Nia mandi sambil bernyanyi. Sesuatu yang jarang dilakukannya jika ada Bang Juna. Karena nyanyian merdunya hanya untuk menyambut kekasih tengah malamnya saja. Juga kegiatan mandinya yang tidak sekadarnya. Dan berpakaian indah melebihi saat bersama Bang Juna. Hanya untuk sang lelaki istimewa. Bang Juna tidak boleh diperlakukan sama.
Seperti suatu kali saat suaminya meminta Nia mengenakan gaun khusus untuk kekasih tengah malam. Nia menangis sepanjang siang, menyesali pengkhianatan yang tidak sengaja dilakukannya. Padahal gaun itu sudah disimpan dilipatan paling bawah dan bagian lemari paling pojok. Tapi, dasar Bang Juna suka memeriksa barang – barang istrinya, maka didapatlah olehnya gaun indah itu yang kemudian Bang Juna minta dengan mata berbinar untuk Nia kenakan dalam ritual sebelum mereka bertempur di ranjang.
Setelah hari itu, Nia lebih berhati – hati. Bagaimanapun caranya, Bang Juna tidak boleh tahu tentang barang – barang khusus miliknya dan sang kekasih tengah malam. Hingga malam ini, suaminya tidak pernah lagi memeriksa gaun – gaunnya dan meminta hal macam – macam. Nia pun lega karenanya. Kesibukan Bang Juna membuat lelaki itu tidak lagi rutin melakukan inspeksi pada barang – barang sang istri.
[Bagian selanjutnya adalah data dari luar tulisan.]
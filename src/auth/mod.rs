// SPDX-License-Identifier: GPL-3.0-only
pub mod handle;
pub mod traits;

pub use handle::AuthHandle;
pub use traits::AuthProvider;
Selesai mandi, Nia berdandan secantik mungkin. Senyumnya yang tersungging bersama polesan lipstik merah muda terlihat merona bahagia di depan cermin rias kesayangannya. Kekasih tengah malam tidak mungkin kecewa. Lelaki itu selalu puas dan bahagia. Nia tidak perlu berpura – pura di hadapannya. Nia adalah dirinya sendiri dan sepenuh hati menikmati waktu singkat mereka.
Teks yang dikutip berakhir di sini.